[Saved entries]
************
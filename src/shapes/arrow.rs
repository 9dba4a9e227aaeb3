// The default arrow and its help variant.

use image::RgbaImage;

use crate::config::RenderConfig;
use crate::render::draw::{self, BLACK, GLYPH_COLS, GLYPH_ROWS, WHITE};
use crate::render::scale::Scale;
use crate::render::shadow::shadowed;

/// The theme's primary arrow: white fill, black outline, accent highlight
/// along the left edge, drop shadow.
pub fn default_arrow(scale: &Scale, config: &RenderConfig) -> RgbaImage {
    let mut img = scale.surface();

    let outline = [
        (scale.px(3.0), scale.px(3.0)),
        (scale.px(3.0), scale.px(19.0)),
        (scale.px(7.0), scale.px(15.0)),
        (scale.px(11.0), scale.px(20.0)),
        (scale.px(13.0), scale.px(18.0)),
        (scale.px(9.0), scale.px(13.0)),
        (scale.px(15.0), scale.px(13.0)),
    ];
    draw::polygon(&mut img, &outline, WHITE, Some(BLACK));

    draw::thick_line(
        &mut img,
        (scale.pxf(3.0), scale.pxf(3.0)),
        (scale.pxf(3.0), scale.pxf(10.0)),
        scale.px_min(1.0, 1),
        draw::solid(config.palette.accent),
    );

    shadowed(&img, scale, &config.shadow)
}

/// Arrow with an accent question-mark badge in the lower right.
pub fn help(scale: &Scale, config: &RenderConfig) -> RgbaImage {
    let mut img = default_arrow(scale, config);

    let center = (scale.px(16.0), scale.px(16.0));
    let radius = scale.px(5.0);
    draw::ellipse(
        &mut img,
        center,
        radius,
        radius,
        draw::solid(config.palette.accent),
        Some((draw::solid(config.palette.accent_dark), 1)),
    );

    let cell = scale.px_min(0.8, 1);
    draw::stamp_glyph(
        &mut img,
        center.0 - GLYPH_COLS * cell / 2,
        center.1 - GLYPH_ROWS * cell / 2,
        cell,
        WHITE,
    );

    img
}

#[cfg(test)]
mod tests {
    use super::*;
    use crate::render::scale::Scale;

    fn render_default(size: i32) -> RgbaImage {
        let scale = Scale::new(size).unwrap();
        default_arrow(&scale, &RenderConfig::default())
    }

    #[test]
    fn test_default_arrow_dimensions() {
        assert_eq!(render_default(24).dimensions(), (24, 24));
        assert_eq!(render_default(64).dimensions(), (64, 64));
    }

    #[test]
    fn test_default_arrow_body_and_shadow() {
        let img = render_default(24);

        // Interior of the arrow stays opaque white over the shadow.
        assert_eq!(img.get_pixel(5, 10).0, [255, 255, 255, 255]);

        // Somewhere a dark semi-transparent shadow pixel exists.
        let has_shadow = img
            .pixels()
            .any(|p| p[3] > 0 && p[3] < 255 && p[0] < 50 && p[1] < 50 && p[2] < 50);
        assert!(has_shadow);

        // The top-right corner is outside both arrow and shadow.
        assert_eq!(img.get_pixel(23, 0).0[3], 0);
    }

    #[test]
    fn test_default_arrow_accent_edge() {
        let img = render_default(24);
        let accent = RenderConfig::default().palette.accent;
        let px = img.get_pixel(3, 6).0;
        assert_eq!([px[0], px[1], px[2]], accent);
    }

    #[test]
    fn test_help_badge() {
        let scale = Scale::new(24).unwrap();
        let config = RenderConfig::default();
        let img = help(&scale, &config);

        // Badge interior away from the glyph is accent-colored.
        let px = img.get_pixel(13, 16).0;
        assert_eq!([px[0], px[1], px[2]], config.palette.accent);
    }
}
************
(Exercise objective): Only lines containing "unwrap" belong in the answer; copy every such line from the records.

(Result for this exercise):
        let scale = Scale::new(size).unwrap();
        let scale = Scale::new(24).unwrap();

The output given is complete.